**** Data for analysis

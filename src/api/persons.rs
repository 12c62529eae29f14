//! Persons / technicians.

use serde::{Deserialize, Serialize};

use crate::api::search_clause;
use crate::client::IfsClient;
use crate::error::ApiError;
use crate::mappings::projections;
use crate::odata::ODataQuery;

/// Person entity.
#[derive(Debug, Clone, Deserialize, Serialize)]
pub struct Person {
    #[serde(rename(deserialize = "PersonId"))]
    pub person_id: Option<String>,
    #[serde(rename(deserialize = "Name"))]
    pub name: Option<String>,
    #[serde(rename(deserialize = "FirstName"))]
    pub first_name: Option<String>,
    #[serde(rename(deserialize = "LastName"))]
    pub last_name: Option<String>,
    #[serde(rename(deserialize = "UserId"))]
    pub user_id: Option<String>,
}

/// Persons API client.
#[derive(Clone)]
pub struct PersonsClient {
    client: IfsClient,
}

impl PersonsClient {
    pub fn new(client: IfsClient) -> Self {
        Self { client }
    }

    /// List persons, optionally matching name or person ID.
    pub async fn list_persons(&self, search: Option<&str>, limit: u32) -> Result<Vec<Person>, ApiError> {
        let query = ODataQuery::new()
            .select("PersonId,Name,FirstName,LastName,UserId")
            .top(limit)
            .filter_opt(search.map(|s| search_clause(&["Name", "PersonId"], s)));
        let rows = self
            .client
            .fetch_collection::<Person>(projections::PERSONS, &query)
            .await?;
        Ok(rows.value)
    }
}
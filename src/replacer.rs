//! # In-Place Replacer Module
//!
//! Ultimo passo della pipeline: decide se il candidato prende il posto
//! dell'originale.
//!
//! ## Regola:
//! - Il candidato sostituisce l'originale solo se il path è diverso E la sua
//!   dimensione è **strettamente minore** della dimensione corrente dell'originale
//! - A parità di dimensione: "not worth it", l'originale resta intatto
//! - In ogni altro caso il candidato viene rimosso (mai l'originale)
//!
//! La sostituzione è una `rename` nella stessa directory, quindi atomica:
//! l'originale non si trova mai in uno stato parzialmente scritto.

use crate::error::ShrinkResult;
use crate::file_manager::FileManager;
use std::fmt;
use std::path::Path;
use tracing::debug;

/// Why a file was left untouched
#[derive(Debug, Clone, PartialEq, Eq)]
pub enum SkipReason {
    /// Extension has no compression strategy
    Unsupported,
    /// Candidate missed the ratio or was not strictly smaller
    NotWorthIt { candidate_size: u64, original_size: u64 },
    /// Would have been replaced, but this is a dry run
    DryRun { candidate_size: u64, original_size: u64 },
}

/// Result of processing one file
#[derive(Debug, Clone, PartialEq, Eq)]
pub enum CompressionOutcome {
    Replaced { original_size: u64, new_size: u64 },
    Skipped(SkipReason),
    Failed(String),
}

impl fmt::Display for CompressionOutcome {
    fn fmt(&self, f: &mut fmt::Formatter<'_>) -> fmt::Result {
        match self {
            Self::Replaced { original_size, new_size } => {
                write!(f, "{}KB → {}KB", original_size / 1024, new_size / 1024)
            }
            Self::Skipped(SkipReason::Unsupported) => f.write_str("Unsupported file type"),
            Self::Skipped(SkipReason::NotWorthIt { candidate_size, original_size }) => write!(
                f,
                "Compression not worth it ({} >= {})",
                candidate_size, original_size
            ),
            Self::Skipped(SkipReason::DryRun { candidate_size, original_size }) => write!(
                f,
                "Dry run, would shrink {}KB → {}KB",
                original_size / 1024,
                candidate_size / 1024
            ),
            Self::Failed(cause) => f.write_str(cause),
        }
    }
}

/// Swaps accepted candidates onto their originals
pub struct InPlaceReplacer {
    dry_run: bool,
}

impl InPlaceReplacer {
    pub fn new(dry_run: bool) -> Self {
        Self { dry_run }
    }

    /// Settle `candidate` against `original`. `candidate` may be `original`
    /// itself when the compressor rejected its output.
    pub async fn finalize(&self, original: &Path, candidate: &Path) -> ShrinkResult<CompressionOutcome> {
        let original_size = FileManager::file_size(original).await?;

        if candidate == original {
            return Ok(CompressionOutcome::Skipped(SkipReason::NotWorthIt {
                candidate_size: original_size,
                original_size,
            }));
        }

        let candidate_size = FileManager::file_size(candidate).await?;

        if candidate_size >= original_size {
            debug!("Discarding candidate {}", candidate.display());
            tokio::fs::remove_file(candidate).await?;
            return Ok(CompressionOutcome::Skipped(SkipReason::NotWorthIt {
                candidate_size,
                original_size,
            }));
        }

        if self.dry_run {
            tokio::fs::remove_file(candidate).await?;
            return Ok(CompressionOutcome::Skipped(SkipReason::DryRun {
                candidate_size,
                original_size,
            }));
        }

        // Candidate is a sibling of the original: same directory, atomic rename
        tokio::fs::rename(candidate, original).await?;

        Ok(CompressionOutcome::Replaced {
            original_size,
            new_size: candidate_size,
        })
    }
}
//! # Media Kind Module
//!
//! Dispatcher dei formati: mappa l'estensione di un file su una delle tre
//! strategie di compressione (immagine, video, audio).
//!
//! ## Formati supportati:
//! - **Immagini**: JPG, JPEG, PNG, TIF, TIFF, BMP, WebP
//! - **Video**: MP4, MOV, AVI, MKV, WebM
//! - **Audio**: MP3, WAV, AAC, FLAC, OGG, M4A
//!
//! Tutto il resto è "unsupported" e viene saltato senza errore.
//! Il matching è case-insensitive. Aggiungere un formato significa
//! aggiungere una variante, quindi il compilatore segnala ogni `match` da aggiornare.

use std::fmt;
use std::path::Path;

#[derive(Debug, Clone, Copy, PartialEq, Eq, Hash)]
pub enum ImageKind {
    Jpeg,
    Png,
    Tiff,
    Bmp,
    WebP,
}

#[derive(Debug, Clone, Copy, PartialEq, Eq, Hash)]
pub enum VideoKind {
    Mp4,
    Mov,
    Avi,
    Mkv,
    WebM,
}

#[derive(Debug, Clone, Copy, PartialEq, Eq, Hash)]
pub enum AudioKind {
    Mp3,
    Wav,
    Aac,
    Flac,
    Ogg,
    M4a,
}

/// Compression strategy selected for a file
#[derive(Debug, Clone, Copy, PartialEq, Eq, Hash)]
pub enum MediaKind {
    Image(ImageKind),
    Video(VideoKind),
    Audio(AudioKind),
}

impl MediaKind {
    /// Map a lowercase extension (without the dot) to a media kind
    pub fn from_extension(ext: &str) -> Option<Self> {
        let kind = match ext {
            "jpg" | "jpeg" => Self::Image(ImageKind::Jpeg),
            "png" => Self::Image(ImageKind::Png),
            "tif" | "tiff" => Self::Image(ImageKind::Tiff),
            "bmp" => Self::Image(ImageKind::Bmp),
            "webp" => Self::Image(ImageKind::WebP),
            "mp4" => Self::Video(VideoKind::Mp4),
            "mov" => Self::Video(VideoKind::Mov),
            "avi" => Self::Video(VideoKind::Avi),
            "mkv" => Self::Video(VideoKind::Mkv),
            "webm" => Self::Video(VideoKind::WebM),
            "mp3" => Self::Audio(AudioKind::Mp3),
            "wav" => Self::Audio(AudioKind::Wav),
            "aac" => Self::Audio(AudioKind::Aac),
            "flac" => Self::Audio(AudioKind::Flac),
            "ogg" => Self::Audio(AudioKind::Ogg),
            "m4a" => Self::Audio(AudioKind::M4a),
            _ => return None,
        };
        Some(kind)
    }

    /// Classify a path by its extension, case-insensitively
    pub fn from_path(path: &Path) -> Option<Self> {
        let ext = lowercase_extension(path)?;
        Self::from_extension(&ext)
    }

    pub fn label(&self) -> &'static str {
        match self {
            Self::Image(_) => "image",
            Self::Video(_) => "video",
            Self::Audio(_) => "audio",
        }
    }
}

impl fmt::Display for MediaKind {
    fn fmt(&self, f: &mut fmt::Formatter<'_>) -> fmt::Result {
        f.write_str(self.label())
    }
}

/// Lowercased extension of a path, if any
pub fn lowercase_extension(path: &Path) -> Option<String> {
    path.extension()
        .map(|ext| ext.to_string_lossy().to_lowercase())
}
//! # Media Shrinker Library
//!
//! Questo è il modulo principale della libreria che espone tutte le API pubbliche.
//!
//! ## Responsabilità:
//! - Definisce la struttura modulare dell'applicazione
//! - Espone i tipi e le funzioni principali tramite re-exports
//! - Fornisce un'interfaccia pulita per il main.rs e per altri consumatori
//!
//! ## Architettura dei moduli:
//! - `config`: Gestione configurazione e validazione parametri
//! - `error`: Tipi di errore custom per diverse operazioni
//! - `media_kind`: Classificazione per estensione (immagine/video/audio)
//! - `file_manager`: Selezione dei file sopra soglia, timestamp, copie
//! - `size_gate`: Soglia di dimensione e accettazione dei candidati
//! - `platform` / `transcoder`: Invocazione di ffmpeg
//! - `image_processor` / `video_processor` / `audio_processor`: Strategie di compressione
//! - `replacer`: Sostituzione in-place solo se strettamente più piccolo
//! - `optimizer`: Orchestratore del comando `compress`
//! - `progress`: Progress tracking e statistiche
//! - `mirror` / `archive`: Copia piatta di un disco e zip di una cartella
//!
//! ## Utilizzo:
//! ```rust,ignore
//! use media_shrinker::{Config, MediaOptimizer};
//!
//! let optimizer = MediaOptimizer::new(Config::default())?;
//! let stats = optimizer.run(&path).await?;
//! ```

pub mod archive;
pub mod audio_processor;
pub mod config;
pub mod error;
pub mod file_manager;
pub mod image_processor;
pub mod media_kind;
pub mod mirror;
pub mod optimizer;
pub mod platform;
pub mod progress;
pub mod replacer;
pub mod size_gate;
pub mod transcoder;
pub mod video_processor;

pub use archive::{ArchiveSummary, Archiver};
pub use config::Config;
pub use error::{ShrinkError, ShrinkResult};
pub use file_manager::{FileCandidate, FileManager};
pub use media_kind::MediaKind;
pub use mirror::{Mirror, MirrorStats};
pub use optimizer::MediaOptimizer;
pub use progress::OptimizationStats;
pub use replacer::CompressionOutcome;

********

◆ **Try it**: Of the lines above, output exactly those from the line bearing "Self::from_extension(&ext)" through the line bearing "tracking e statistiche", inclusive.

◆ **Task output**:
        Self::from_extension(&ext)
    }

    pub fn label(&self) -> &'static str {
        match self {
            Self::Image(_) => "image",
            Self::Video(_) => "video",
            Self::Audio(_) => "audio",
        }
    }
}

impl fmt::Display for MediaKind {
    fn fmt(&self, f: &mut fmt::Formatter<'_>) -> fmt::Result {
        f.write_str(self.label())
    }
}

/// Lowercased extension of a path, if any
pub fn lowercase_extension(path: &Path) -> Option<String> {
    path.extension()
        .map(|ext| ext.to_string_lossy().to_lowercase())
}
//! # Media Shrinker Library
//!
//! Questo è il modulo principale della libreria che espone tutte le API pubbliche.
//!
//! ## Responsabilità:
//! - Definisce la struttura modulare dell'applicazione
//! - Espone i tipi e le funzioni principali tramite re-exports
//! - Fornisce un'interfaccia pulita per il main.rs e per altri consumatori
//!
//! ## Architettura dei moduli:
//! - `config`: Gestione configurazione e validazione parametri
//! - `error`: Tipi di errore custom per diverse operazioni
//! - `media_kind`: Classificazione per estensione (immagine/video/audio)
//! - `file_manager`: Selezione dei file sopra soglia, timestamp, copie
//! - `size_gate`: Soglia di dimensione e accettazione dei candidati
//! - `platform` / `transcoder`: Invocazione di ffmpeg
//! - `image_processor` / `video_processor` / `audio_processor`: Strategie di compressione
//! - `replacer`: Sostituzione in-place solo se strettamente più piccolo
//! - `optimizer`: Orchestratore del comando `compress`
//! - `progress`: Progress tracking e statistiche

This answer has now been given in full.